## [DIRECTIONS FOR THIS TASK]
Please copy every line of the data in which the string "requested" appears.
- - -
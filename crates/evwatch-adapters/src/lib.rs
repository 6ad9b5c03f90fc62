//! Source fetcher contracts, the source registry, and the JSON feed / fixture fetchers.

pub mod http;

use std::collections::{BTreeMap, HashSet};
use std::path::PathBuf;
use std::sync::Arc;

use async_trait::async_trait;
use chrono::{DateTime, Utc};
use evwatch_core::{Item, ItemSource};
use serde::{Deserialize, Serialize};
use serde_json::Value as JsonValue;
use thiserror::Error;
use tokio_util::sync::CancellationToken;
use tracing::{info, warn};

pub use http::{HttpClient, HttpClientConfig, RetryPolicy};

pub const CRATE_NAME: &str = "evwatch-adapters";

#[derive(Debug, Error)]
pub enum AdapterError {
    #[error("{0}")]
    Message(String),
    #[error("request failed after retries: {0}")]
    Request(#[from] reqwest::Error),
    #[error("http status {status} for {url}")]
    HttpStatus { status: u16, url: String },
    #[error("invalid JSON payload: {0}")]
    Json(#[from] serde_json::Error),
    #[error("reading fixture: {0}")]
    Io(#[from] std::io::Error),
    #[error("fetch cancelled")]
    Cancelled,
}

/// One upstream source of event listings.
#[async_trait]
pub trait SourceFetcher: Send + Sync {
    fn source(&self) -> ItemSource;

    fn is_enabled(&self) -> bool;

    /// Fetches the current listing. `existing` holds what the store already knows
    /// for this source; outside detailed mode fetchers may skip refreshing those.
    async fn fetch(
        &self,
        existing: &[Item],
        detailed: bool,
        cancel: &CancellationToken,
    ) -> Result<Vec<Item>, AdapterError>;
}

/// Source to fetcher mapping, built once at startup.
#[derive(Clone, Default)]
pub struct FetcherRegistry {
    fetchers: BTreeMap<ItemSource, Arc<dyn SourceFetcher>>,
}

impl FetcherRegistry {
    pub fn new() -> Self {
        Self::default()
    }

    pub fn register(&mut self, fetcher: Arc<dyn SourceFetcher>) -> &mut Self {
        self.fetchers.insert(fetcher.source(), fetcher);
        self
    }

    pub fn with(mut self, fetcher: Arc<dyn SourceFetcher>) -> Self {
        self.register(fetcher);
        self
    }

    pub fn get(&self, source: ItemSource) -> Option<&Arc<dyn SourceFetcher>> {
        self.fetchers.get(&source)
    }

    pub fn enabled(&self) -> Vec<(ItemSource, Arc<dyn SourceFetcher>)> {
        self.fetchers
            .iter()
            .filter(|(_, fetcher)| fetcher.is_enabled())
            .map(|(source, fetcher)| (*source, Arc::clone(fetcher)))
            .collect()
    }

    pub fn len(&self) -> usize {
        self.fetchers.len()
    }

    pub fn is_empty(&self) -> bool {
        self.fetchers.is_empty()
    }
}

#[derive(Debug, Clone, Copy, PartialEq, Eq, Serialize, Deserialize)]
#[serde(rename_all = "snake_case")]
pub enum FetcherKind {
    JsonFeed,
    Fixture,
}

/// Entry of `sources.yaml`.
#[derive(Debug, Clone, Deserialize)]
pub struct SourceSettings {
    pub source: ItemSource,
    pub enabled: bool,
    pub kind: FetcherKind,
    #[serde(default)]
    pub listing_url: Option<String>,
    #[serde(default)]
    pub detail_url: Option<String>,
    #[serde(default)]
    pub path: Option<PathBuf>,
}

pub fn build_fetcher(
    settings: &SourceSettings,
    http: &Arc<HttpClient>,
) -> Result<Arc<dyn SourceFetcher>, AdapterError> {
    match settings.kind {
        FetcherKind::JsonFeed => {
            let listing_url = settings.listing_url.clone().ok_or_else(|| {
                AdapterError::Message(format!("{}: json_feed requires listing_url", settings.source))
            })?;
            let detail_url = settings.detail_url.clone().ok_or_else(|| {
                AdapterError::Message(format!("{}: json_feed requires detail_url", settings.source))
            })?;
            Ok(Arc::new(JsonFeedFetcher {
                source: settings.source,
                enabled: settings.enabled,
                listing_url,
                detail_url,
                http: Arc::clone(http),
            }))
        }
        FetcherKind::Fixture => {
            let path = settings.path.clone().ok_or_else(|| {
                AdapterError::Message(format!("{}: fixture requires path", settings.source))
            })?;
            Ok(Arc::new(FixtureFetcher::new(settings.source, path).enabled(settings.enabled)))
        }
    }
}

/// Event record as published by the JSON feeds and fixture files.
#[derive(Debug, Clone, Deserialize)]
pub struct FeedRecord {
    pub id: String,
    pub title: Option<String>,
    #[serde(default)]
    pub description: Option<String>,
    #[serde(default)]
    pub organizer: Option<String>,
    #[serde(default)]
    pub location: Option<String>,
    #[serde(default)]
    pub url: Option<String>,
    #[serde(default)]
    pub price: Option<String>,
    pub start: DateTime<Utc>,
    #[serde(default)]
    pub end: Option<DateTime<Utc>>,
    #[serde(default)]
    pub enrollment_deadline: Option<DateTime<Utc>>,
    #[serde(default)]
    pub tags: Vec<String>,
}

impl FeedRecord {
    pub fn into_item(self, source: ItemSource, retrieved_at: DateTime<Utc>, raw: Option<String>) -> Item {
        Item {
            source,
            source_id: self.id,
            retrieved_at,
            event_start: self.start,
            event_end: self.end.unwrap_or(self.start),
            enrollment_deadline: self.enrollment_deadline.or(Some(self.start)),
            title: self.title,
            description: self.description,
            organizer: self.organizer,
            location: self.location,
            url: self.url,
            price: self.price,
            tags: if self.tags.is_empty() { None } else { Some(self.tags) },
            raw_data: raw,
        }
    }
}

fn record_from_value(
    value: JsonValue,
    source: ItemSource,
    retrieved_at: DateTime<Utc>,
) -> Result<Item, AdapterError> {
    let raw = value.to_string();
    let record: FeedRecord = serde_json::from_value(value)?;
    Ok(record.into_item(source, retrieved_at, Some(raw)))
}

/// Reads a JSON array of [`FeedRecord`]s from disk.
#[derive(Debug, Clone)]
pub struct FixtureFetcher {
    source: ItemSource,
    enabled: bool,
    path: PathBuf,
}

impl FixtureFetcher {
    pub fn new(source: ItemSource, path: impl Into<PathBuf>) -> Self {
        Self {
            source,
            enabled: true,
            path: path.into(),
        }
    }

    pub fn enabled(mut self, enabled: bool) -> Self {
        self.enabled = enabled;
        self
    }
}

#[async_trait]
impl SourceFetcher for FixtureFetcher {
    fn source(&self) -> ItemSource {
        self.source
    }

    fn is_enabled(&self) -> bool {
        self.enabled
    }

    async fn fetch(
        &self,
        _existing: &[Item],
        _detailed: bool,
        cancel: &CancellationToken,
    ) -> Result<Vec<Item>, AdapterError> {
        if cancel.is_cancelled() {
            return Err(AdapterError::Cancelled);
        }
        let text = tokio::fs::read_to_string(&self.path).await?;
        let values: Vec<JsonValue> = serde_json::from_str(&text)?;
        let retrieved_at = Utc::now();
        values
            .into_iter()
            .map(|value| record_from_value(value, self.source, retrieved_at))
            .collect()
    }
}

#[derive(Debug, Clone, Deserialize)]
struct ListingPage {
    #[serde(default)]
    page_count: Option<u32>,
    #[serde(default)]
    hits: Vec<ListingHit>,
}

#[derive(Debug, Clone, Deserialize)]
struct ListingHit {
    id: String,
}

/// Paged listing endpoint (`{page}` placeholder) plus per-event detail endpoint (`{id}`).
#[derive(Debug)]
pub struct JsonFeedFetcher {
    source: ItemSource,
    enabled: bool,
    listing_url: String,
    detail_url: String,
    http: Arc<HttpClient>,
}

/// Ids whose detail page should be requested, in listing order.
///
/// Duplicates are requested once; ids already stored are skipped unless `detailed`.
pub fn plan_detail_fetches(listed: &[String], existing: &[Item], detailed: bool) -> Vec<String> {
    let known: HashSet<&str> = existing.iter().map(|i| i.source_id.as_str()).collect();
    let mut seen = HashSet::new();
    listed
        .iter()
        .filter(|id| detailed || !known.contains(id.as_str()))
        .filter(|id| seen.insert(id.as_str()))
        .cloned()
        .collect()
}

#[async_trait]
impl SourceFetcher for JsonFeedFetcher {
    fn source(&self) -> ItemSource {
        self.source
    }

    fn is_enabled(&self) -> bool {
        self.enabled
    }

    async fn fetch(
        &self,
        existing: &[Item],
        detailed: bool,
        cancel: &CancellationToken,
    ) -> Result<Vec<Item>, AdapterError> {
        let source = self.source.as_str();
        let mut listed = Vec::new();
        let mut page = 1u32;
        loop {
            let url = self.listing_url.replace("{page}", &page.to_string());
            let body = self.http.get(source, &url, cancel).await?;
            let listing: ListingPage = serde_json::from_slice(&body)?;
            listed.extend(listing.hits.into_iter().map(|hit| hit.id));
            match listing.page_count {
                Some(count) if page < count => page += 1,
                _ => break,
            }
        }

        let wanted = plan_detail_fetches(&listed, existing, detailed);
        info!(
            source,
            listed = listed.len(),
            wanted = wanted.len(),
            detailed,
            "listing fetched"
        );

        let mut items = Vec::with_capacity(wanted.len());
        for id in wanted {
            let url = self.detail_url.replace("{id}", &id);
            let body = match self.http.get(source, &url, cancel).await {
                Ok(body) => body,
                Err(AdapterError::Cancelled) => return Err(AdapterError::Cancelled),
                Err(err) => {
                    warn!(source, id = %id, error = %err, "detail fetch failed; skipping item");
                    continue;
                }
            };
            let value: JsonValue = match serde_json::from_slice(&body) {
                Ok(value) => value,
                Err(err) => {
                    warn!(source, id = %id, error = %err, "detail payload is not JSON; skipping item");
                    continue;
                }
            };
            match record_from_value(value, self.source, Utc::now()) {
                Ok(item) => items.push(item),
                Err(err) => warn!(source, id = %id, error = %err, "detail payload rejected"),
            }
        }
        Ok(items)
    }
}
- - -
## [SOLVED PROBLEM]
/// Ids whose detail page should be requested, in listing order.
/// Duplicates are requested once; ids already stored are skipped unless `detailed`.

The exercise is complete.